CONFESSIONS FÉMININES


PRÉCOCE


Précoce ! Un des premiers mots qui aient résonné à mes oreilles ; je n’en saisissais pas encore la valeur qu’il flattait déjà ma vanité. Quand, debout au milieu du salon, les cheveux libres, la robe courte, une énorme ceinture bleue au-dessous des hanches, je disais avec des intonations longuement apprises, la fable des Deux Pigeons, on s’écriait : Quelle enfant précoce ! Plus tard, assise au piano, où j’imitais, avec un maigre filet de voix, l’accent passionné des cantatrices en vogue, je l’entendais encore murmurer discrètement autour de moi.
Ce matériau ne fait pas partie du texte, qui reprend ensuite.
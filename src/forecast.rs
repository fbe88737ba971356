//! Weather forecast fetcher: retrying HTTP client wrapped in a sliding
//! window rate limiter and a three-state circuit breaker.

use crate::error::AppError;
use chrono::{DateTime, Utc};
use serde_json::Value;
use std::collections::VecDeque;
use std::future::Future;
use std::sync::atomic::{AtomicU32, Ordering};
use std::time::{Duration, Instant};
use tokio::sync::Mutex;
use tokio::time::sleep;

#[derive(Debug, Clone, Copy, PartialEq, Eq)]
pub enum BreakerState {
    Closed,
    Open,
    HalfOpen,
}

/// Sliding-window rate limiter: at most `max_requests` calls to `acquire`
/// succeed in any trailing `window`-second interval; callers past the
/// limit wait for the oldest slot to age out.
pub struct RateLimiter {
    max_requests: u32,
    window: Duration,
    timestamps: Mutex<VecDeque<Instant>>,
}

impl RateLimiter {
    pub fn new(max_requests: u32, window: Duration) -> Self {
        Self {
            max_requests,
            window,
            timestamps: Mutex::new(VecDeque::new()),
        }
    }

    /// Current occupancy of the sliding window after pruning expired
    /// timestamps, alongside the configured ceiling.
    pub async fn status(&self) -> (usize, u32) {
        let mut guard = self.timestamps.lock().await;
        let now = Instant::now();
        while let Some(&front) = guard.front() {
            if now.duration_since(front) > self.window {
                guard.pop_front();
            } else {
                break;
            }
        }
        (guard.len(), self.max_requests)
    }

    pub async fn acquire(&self) {
        loop {
            let wait = {
                let mut guard = self.timestamps.lock().await;
                let now = Instant::now();
                while let Some(&front) = guard.front() {
                    if now.duration_since(front) > self.window {
                        guard.pop_front();
                    } else {
                        break;
                    }
                }
                if guard.len() < self.max_requests as usize {
                    guard.push_back(now);
                    None
                } else {
                    let oldest = *guard.front().unwrap();
                    Some(self.window - now.duration_since(oldest))
                }
            };
            match wait {
                None => return,
                Some(duration) => sleep(duration.max(Duration::from_millis(50))).await,
            }
        }
    }
}

/// CLOSED -> OPEN after `failure_threshold` consecutive failures; after
/// `recovery_timeout` elapses, one probe call is let through as HALF_OPEN;
/// its success resets to CLOSED, its failure reopens the cooldown.
pub struct CircuitBreaker {
    failure_threshold: u32,
    recovery_timeout: Duration,
    state: Mutex<BreakerState>,
    failure_count: AtomicU32,
    opened_at: Mutex<Option<Instant>>,
}

impl CircuitBreaker {
    pub fn new(failure_threshold: u32, recovery_timeout: Duration) -> Self {
        Self {
            failure_threshold,
            recovery_timeout,
            state: Mutex::new(BreakerState::Closed),
            failure_count: AtomicU32::new(0),
            opened_at: Mutex::new(None),
        }
    }

    pub async fn state(&self) -> BreakerState {
        *self.state.lock().await
    }

    pub async fn call<F, Fut, T, E>(&self, f: F) -> Result<T, AppError>
    where
        F: FnOnce() -> Fut,
        Fut: Future<Output = Result<T, E>>,
        E: ToString,
    {
        {
            let mut state = self.state.lock().await;
            if *state == BreakerState::Open {
                let opened_at = *self.opened_at.lock().await;
                let cooled_down = opened_at
                    .map(|at| at.elapsed() > self.recovery_timeout)
                    .unwrap_or(false);
                if cooled_down {
                    *state = BreakerState::HalfOpen;
                } else {
                    return Err(AppError::UpstreamDown(
                        "circuit breaker open, call rejected".to_string(),
                    ));
                }
            }
        }

        match f().await {
            Ok(value) => {
                self.on_success().await;
                Ok(value)
            }
            Err(err) => {
                self.on_failure().await;
                Err(AppError::UpstreamDown(err.to_string()))
            }
        }
    }

    async fn on_success(&self) {
        self.failure_count.store(0, Ordering::SeqCst);
        *self.state.lock().await = BreakerState::Closed;
    }

    async fn on_failure(&self) {
        let count = self.failure_count.fetch_add(1, Ordering::SeqCst) + 1;
        if count >= self.failure_threshold {
            *self.state.lock().await = BreakerState::Open;
            *self.opened_at.lock().await = Some(Instant::now());
        }
    }
}

#[derive(Debug, Clone, Default)]
pub struct ForecastRecord {
    pub valid_at: DateTime<Utc>,
    pub temperature_c: Option<f64>,
    pub humidity_pct: Option<f64>,
    pub pressure_hpa: Option<f64>,
    pub wind_speed: Option<f64>,
    pub wind_dir: Option<f64>,
    pub precipitation: Option<f64>,
    pub cloud_cover: Option<f64>,
    pub visibility: Option<f64>,
    pub uv_index: Option<f64>,
    pub weather_code: Option<i64>,
}

#[derive(Debug, Clone)]
pub struct ForecastBatch {
    pub location_lat: f64,
    pub location_lon: f64,
    pub timezone: String,
    pub retrieved_at: DateTime<Utc>,
    pub is_forecast: bool,
    pub data_type: &'static str,
    pub records: Vec<ForecastRecord>,
}

pub struct ForecastFetcher {
    http: reqwest::Client,
    endpoint: String,
    timeout: Duration,
    retry_attempts: u32,
    retry_delay: Duration,
    rate_limiter: RateLimiter,
    breaker: CircuitBreaker,
}

impl ForecastFetcher {
    pub fn new(
        endpoint: String,
        timeout: Duration,
        retry_attempts: u32,
        retry_delay: Duration,
        max_requests_per_minute: u32,
        breaker_failure_threshold: u32,
        breaker_recovery: Duration,
    ) -> Self {
        Self {
            http: reqwest::Client::builder()
                .timeout(timeout)
                .build()
                .unwrap_or_default(),
            endpoint,
            timeout,
            retry_attempts,
            retry_delay,
            rate_limiter: RateLimiter::new(max_requests_per_minute, Duration::from_secs(60)),
            breaker: CircuitBreaker::new(breaker_failure_threshold, breaker_recovery),
        }
    }

    pub async fn breaker_state(&self) -> BreakerState {
        self.breaker.state().await
    }

    /// Current (occupied, max) slots in the rate limiter's trailing window.
    pub async fn rate_limiter_status(&self) -> (usize, u32) {
        self.rate_limiter.status().await
    }

    pub async fn fetch_forecast(
        &self,
        lat: f64,
        lon: f64,
        timezone: &str,
        days: u32,
    ) -> Result<ForecastBatch, AppError> {
        let url = format!(
            "{}/forecast?latitude={lat}&longitude={lon}&timezone={tz}&forecast_days={days}&hourly={fields}",
            self.endpoint.trim_end_matches('/'),
            tz = timezone,
            fields = HOURLY_FIELDS,
        );
        let retrieved_at = Utc::now();
        let body = self.get_with_safeties(&url).await?;
        let records = parse_hourly(&body)?;
        Ok(ForecastBatch {
            location_lat: lat,
            location_lon: lon,
            timezone: timezone.to_string(),
            retrieved_at,
            is_forecast: true,
            data_type: "forecast",
            records,
        })
    }

    pub async fn fetch_historical(
        &self,
        lat: f64,
        lon: f64,
        timezone: &str,
        start: DateTime<Utc>,
        end: DateTime<Utc>,
    ) -> Result<ForecastBatch, AppError> {
        let url = format!(
            "{}/historical-weather-api?latitude={lat}&longitude={lon}&timezone={tz}&start_date={start}&end_date={end}&hourly={fields}",
            self.endpoint.trim_end_matches('/'),
            tz = timezone,
            start = start.format("%Y-%m-%d"),
            end = end.format("%Y-%m-%d"),
            fields = HOURLY_FIELDS,
        );
        let retrieved_at = Utc::now();
        let body = self.get_with_safeties(&url).await?;
        let records = parse_hourly(&body)?;
        Ok(ForecastBatch {
            location_lat: lat,
            location_lon: lon,
            timezone: timezone.to_string(),
            retrieved_at,
            is_forecast: false,
            data_type: "historical",
            records,
        })
    }

    async fn get_with_safeties(&self, url: &str) -> Result<String, AppError> {
        self.rate_limiter.acquire().await;
        let url = url.to_string();
        self.breaker
            .call(|| async move { self.request_with_retry(&url).await })
            .await
    }

    async fn request_with_retry(&self, url: &str) -> Result<String, AppError> {
        let mut attempt = 0;
        loop {
            let response = self.http.get(url).timeout(self.timeout).send().await;
            match response {
                Ok(resp) if resp.status().is_success() => {
                    return resp.text().await.map_err(AppError::from);
                }
                Ok(resp) if is_retryable_status(resp.status()) && attempt < self.retry_attempts => {
                    let delay = self.backoff_delay(attempt);
                    tracing::warn!(status = %resp.status(), attempt, "forecast fetch failed, retrying");
                    attempt += 1;
                    sleep(delay).await;
                }
                Ok(resp) => {
                    return Err(AppError::UpstreamDown(format!(
                        "forecast provider returned {}",
                        resp.status()
                    )));
                }
                Err(err) if attempt < self.retry_attempts => {
                    let delay = self.backoff_delay(attempt);
                    tracing::warn!(error = %err, attempt, "forecast fetch failed, retrying");
                    attempt += 1;
                    sleep(delay).await;
                }
                Err(err) => return Err(AppError::from(err)),
            }
        }
    }

    fn backoff_delay(&self, attempt: u32) -> Duration {
        self.retry_delay * 2u32.pow(attempt.min(6))
    }
}

const HOURLY_FIELDS: &str = "temperature_2m,relativehumidity_2m,surface_pressure,windspeed_10m,winddirection_10m,precipitation,cloudcover,visibility,uv_index,weathercode";

fn is_retryable_status(status: reqwest::StatusCode) -> bool {
    status == reqwest::StatusCode::TOO_MANY_REQUESTS || status.is_server_error()
}

fn parse_hourly(body: &str) -> Result<Vec<ForecastRecord>, AppError> {
    let value: Value = serde_json::from_str(body)
        .map_err(|err| AppError::UpstreamDown(format!("invalid forecast JSON: {err}")))?;
    let hourly = value
        .get("hourly")
        .ok_or_else(|| AppError::UpstreamDown("forecast response missing hourly block".to_string()))?;

    let times = string_array(hourly, "time");
    let temperature = number_array(hourly, "temperature_2m");
    let humidity = number_array(hourly, "relativehumidity_2m");
    let pressure = number_array(hourly, "surface_pressure");
    let wind_speed = number_array(hourly, "windspeed_10m");
    let wind_dir = number_array(hourly, "winddirection_10m");
    let precipitation = number_array(hourly, "precipitation");
    let cloud_cover = number_array(hourly, "cloudcover");
    let visibility = number_array(hourly, "visibility");
    let uv_index = number_array(hourly, "uv_index");
    let weather_code = number_array(hourly, "weathercode");

    let mut records = Vec::with_capacity(times.len());
    for (i, time) in times.iter().enumerate() {
        let Some(valid_at) = parse_hourly_timestamp(time) else {
            continue;
        };
        records.push(ForecastRecord {
            valid_at,
            temperature_c: safe_get(&temperature, i),
            humidity_pct: safe_get(&humidity, i),
            pressure_hpa: safe_get(&pressure, i),
            wind_speed: safe_get(&wind_speed, i),
            wind_dir: safe_get(&wind_dir, i),
            precipitation: safe_get(&precipitation, i),
            cloud_cover: safe_get(&cloud_cover, i),
            visibility: safe_get(&visibility, i),
            uv_index: safe_get(&uv_index, i),
            weather_code: safe_get(&weather_code, i).map(|v| v as i64),
        });
    }
    Ok(records)
}

fn string_array(hourly: &Value, key: &str) -> Vec<String> {
    hourly
        .get(key)
        .and_then(Value::as_array)
        .map(|arr| {
            arr.iter()
                .filter_map(|v| v.as_str().map(str::to_string))
                .collect()
        })
        .unwrap_or_default()
}

fn number_array(hourly: &Value, key: &str) -> Vec<Option<f64>> {
    hourly
        .get(key)
        .and_then(Value::as_array)
        .map(|arr| arr.iter().map(|v| v.as_f64()).collect())
        .unwrap_or_default()
}

/// Index-aligned, out-of-range-safe accessor mirroring the provider's own
/// "hourly arrays parallel to the time list" contract: a short or missing
/// array yields `None` rather than panicking.
fn safe_get(values: &[Option<f64>], index: usize) -> Option<f64> {
    values.get(index).copied().flatten()
}

fn parse_hourly_timestamp(s: &str) -> Option<DateTime<Utc>> {
    chrono::NaiveDateTime::parse_from_str(s, "%Y-%m-%dT%H:%M")
        .ok()
        .map(|naive| DateTime::from_naive_utc_and_offset(naive, Utc))
}

#[cfg(test)]
mod tests {
    use super::*;

    #[tokio::test]
    async fn circuit_breaker_trips_and_recovers() {
        let breaker = CircuitBreaker::new(3, Duration::from_millis(50));
        for _ in 0..3 {
            let _ = breaker
                .call(|| async { Err::<(), _>("boom") })
                .await;
        }
        assert_eq!(breaker.state().await, BreakerState::Open);

        let rejected = breaker.call(|| async { Ok::<_, &str>(()) }).await;
        assert!(rejected.is_err());

        tokio::time::sleep(Duration::from_millis(60)).await;
        let recovered = breaker.call(|| async { Ok::<_, &str>(()) }).await;
        assert!(recovered.is_ok());
        assert_eq!(breaker.state().await, BreakerState::Closed);
    }

    #[tokio::test]
    async fn rate_limiter_allows_burst_up_to_max() {
        let limiter = RateLimiter::new(2, Duration::from_secs(60));
        limiter.acquire().await;
        limiter.acquire().await;
        assert_eq!(limiter.timestamps.lock().await.len(), 2);
    }

    #[tokio::test]
    async fn rate_limiter_status_reports_occupancy_and_ceiling() {
        let limiter = RateLimiter::new(3, Duration::from_secs(60));
        assert_eq!(limiter.status().await, (0, 3));
        limiter.acquire().await;
        assert_eq!(limiter.status().await, (1, 3));
    }

    #[tokio::test]
    async fn rate_limiter_status_prunes_expired_slots() {
        let limiter = RateLimiter::new(2, Duration::from_millis(30));
        limiter.acquire().await;
        tokio::time::sleep(Duration::from_millis(40)).await;
        assert_eq!(limiter.status().await, (0, 2));
    }

    #[test]
    fn safe_get_handles_short_arrays() {
        let values = vec![Some(1.0), Some(2.0)];
        assert_eq!(safe_get(&values, 0), Some(1.0));
        assert_eq!(safe_get(&values, 5), None);
    }
}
Elle est précoce ! Certes, je l’étais. Comme ces plantes obtenues en serre chaude, j’ai eu une rapide éclosion. Je ne sais pas ce que c’est que d’avoir été enfant, d’avoir pleuré pour des riens, d’avoir ri sans motif. Je n’ai ni sauté à la corde, ni fait des pâtés de sable avec une petite pelle, ni déchiré ma robe, ni taché mes doigts d’encre. À six ans, j’étais parfaitement raisonnable, soucieuse déjà de plaire, de ne pas déranger mes cheveux, ou froisser les volants de mes jupes ; à huit ans j’eus une passion folle pour un artiste qui venait souvent à la maison. Il m’est arrivé de m’évanouir de rage, parce qu’il embrassait les mains de ma mère, ou quand il lui disait qu’elle était la plus belle du monde. Je pâlissais en le voyant, j’avais des frissons étranges ; si, par hasard, il m’embrassait dans mon petit lit de bébé entouré d’une galerie d’acajou, je pleurais, avec la passion d’une femme faite, sur l’indifférence de mon ami. Il faut croire que je ne suis pas née d’humeur constante, un photographe me le fit oublier. Ce nouvel amour fut suivi d’un autre que m’inspira un peintre ; j’atteignis ainsi ma dixième année. Mes parents jugèrent alors que je devais faire ma première communion. On me mit au couvent ; je devins l’idole des religieuses et des grandes. Si mes devoirs laissaient quelque chose à désirer, ma conduite, en revanche, était un modèle de perfection. Je n’ai jamais été punie. Là encore, je fus citée pour ma précoce sagesse.

Je n’ai pas eu ce qu’on appelle l’âge ingrat, j’ai toujours été extrêmement jolie et formée à la perfection. Les petites filles de ma classe avaient toutes les jambes longues et grêles, les pieds trop longs, les mains rouges, les bras démesurés, les traits à peine ébauchés ou déjà trop prononcés ; moi, j’étais une petite femme : des rondeurs, des lignes, des souplesses, un je ne sais quoi d’achevé, qui faisait que les hommes me regardaient avec des gloutonneries de bêtes fauves… Je le sentais, je le comprenais, j’en étais fière.

Je méprisais mes camarades de pension, je les trouvais négligées, brutales, maladroites, je fus heureuse de les quitter au bout de l’année. Je rentrai à la maison définitivement, j’avais douze ans.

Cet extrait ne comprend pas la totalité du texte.